Omega-3 fatty acids, like those found in flaxseed, play vital roles in human health, brain function and early development. DHA, for instance, is one of the primary structural building blocks of brain tissue, while ALA has been found to contribute to reduced tumor occurrence and propagation. A Harvard University study conducted with 50,000 women even noted that, over 10 years, those who consumed heightened amounts of ALA may have had lower risks of clinical depression .
While fish are common sources of omega-3s, these foods are unsuitable for vegetarians and vegans. Furthermore, not all fish contain the same levels of fatty acids, and flaxseed is often easier for people to digest because of its heightened dietary fiber content. Flaxseed also bears the benefit of being markedly cheaper for most consumers to incorporate into their diets on a consistent basis.
Flaxseed is a vital source of essential dietary fiber. Such fiber comes in two forms: (1) soluble, which can be dissolved in water and metabolized in the colon via fermentation, and (2) insoluble, which doesn’t dissolve yet makes it easier to pass waste. Proper dietary fiber consumption can improve the way your body absorbs other nutrients and potentially reduce the incidence of gastrointestinal diseases caused by impaction or constipation.
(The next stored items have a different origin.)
//! Handlers for the PIN-gated content-management surface.
//!
//! Every handler takes [`RequireAdmin`] first, validates input where the
//! domain requires it, and delegates to the coordinator. A remote-store
//! failure surfaces as an error response here; nothing is optimistically
//! written on a failed remote write.

use axum::extract::{Path, State};
use axum::http::StatusCode;
use axum::response::IntoResponse;
use axum::Json;

use atelier_core::content::{self, AboutInfo, ContactInfo, Project, ThemeConfig};

use crate::error::AppResult;
use crate::pin::RequireAdmin;
use crate::response::DataResponse;
use crate::state::AppState;

// ---------------------------------------------------------------------------
// Studio singletons
// ---------------------------------------------------------------------------

/// PUT /api/v1/admin/about
pub async fn save_about(
    _admin: RequireAdmin,
    State(state): State<AppState>,
    Json(about): Json<AboutInfo>,
) -> AppResult<impl IntoResponse> {
    state.coordinator.save_about(about.clone()).await?;

    tracing::info!("About singleton updated");
    Ok(Json(DataResponse { data: about }))
}

/// PUT /api/v1/admin/contact
pub async fn save_contact(
    _admin: RequireAdmin,
    State(state): State<AppState>,
    Json(contact): Json<ContactInfo>,
) -> AppResult<impl IntoResponse> {
    state.coordinator.save_contact(contact.clone()).await?;

    tracing::info!("Contact singleton updated");
    Ok(Json(DataResponse { data: contact }))
}

/// PUT /api/v1/admin/theme
pub async fn save_theme(
    _admin: RequireAdmin,
    State(state): State<AppState>,
    Json(theme): Json<ThemeConfig>,
) -> AppResult<impl IntoResponse> {
    state.coordinator.save_theme(theme.clone()).await?;

    tracing::info!(serif = %theme.serif, sans = %theme.sans, "Theme updated");
    Ok(Json(DataResponse { data: theme }))
}

// ---------------------------------------------------------------------------
// Projects
// ---------------------------------------------------------------------------

/// POST /api/v1/admin/projects
///
/// Create a new project. The body's id is ignored; the store assigns one.
pub async fn create_project(
    _admin: RequireAdmin,
    State(state): State<AppState>,
    Json(mut project): Json<Project>,
) -> AppResult<impl IntoResponse> {
    content::validate_project(&project)?;
    project.id = String::new();

    let stored = state.coordinator.save_project(project).await?;

    tracing::info!(id = %stored.id, "Project created");
    Ok((StatusCode::CREATED, Json(DataResponse { data: stored })))
}

/// PUT /api/v1/admin/projects/{id}
///
/// Overwrite an existing project's document.
pub async fn update_project(
    _admin: RequireAdmin,
    State(state): State<AppState>,
    Path(id): Path<String>,
    Json(mut project): Json<Project>,
) -> AppResult<impl IntoResponse> {
    content::validate_project(&project)?;
    project.id = id;

    let stored = state.coordinator.save_project(project).await?;

    tracing::info!(id = %stored.id, "Project updated");
    Ok(Json(DataResponse { data: stored }))
}

/// DELETE /api/v1/admin/projects/{id}
pub async fn delete_project(
    _admin: RequireAdmin,
    State(state): State<AppState>,
    Path(id): Path<String>,
) -> AppResult<impl IntoResponse> {
    state.coordinator.delete_project(&id).await?;

    tracing::info!(id = %id, "Project deleted");
    Ok(StatusCode::NO_CONTENT)
}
Flax seeds contain a large quantity of soluble and insoluble fibers alike. This makes them a good complement to diets that don’t include sufficient fiber, especially since they can be added to other foods with relative ease.
Some studies suggest that dietary fiber affects the way humans metabolize cholesterol. By lowering total and LDL cholesterol levels, soluble fiber can reduce the risk of heart disease, and it also slows the rate of glucose absorption, which can help improve blood sugar fluctuations. Insoluble fiber may also play other important roles in blood sugar regulation.
Flaxseed vs. Other Foods
While many foods contain similar nutrients, flaxseed is notable because it includes nutrients in unusually high concentrations. The increased presence of omega-3s in flaxseed, for instance, makes them a key ingredient in the chicken feed used to produce high-omega-3 eggs. Of course, there are also other benefits of adding flax to your diet.
Ease of Consumption
One of the biggest factors in flaxseed’s association with better health is its easy use. Flax seeds are commonly crushed and added to flour or other ingredient mixes, but they’re also consumed raw. Many people toast them and sprinkle them on salads, rice and other dishes as a healthy garnish.
Variety of Form
Unlike some plant substances, flax seeds can be processed into a number of forms that increase their storage life without the introduction of harmful additives. For instance, flax is often sold as cold-pressed linseed oil, although this product has a limited shelf life.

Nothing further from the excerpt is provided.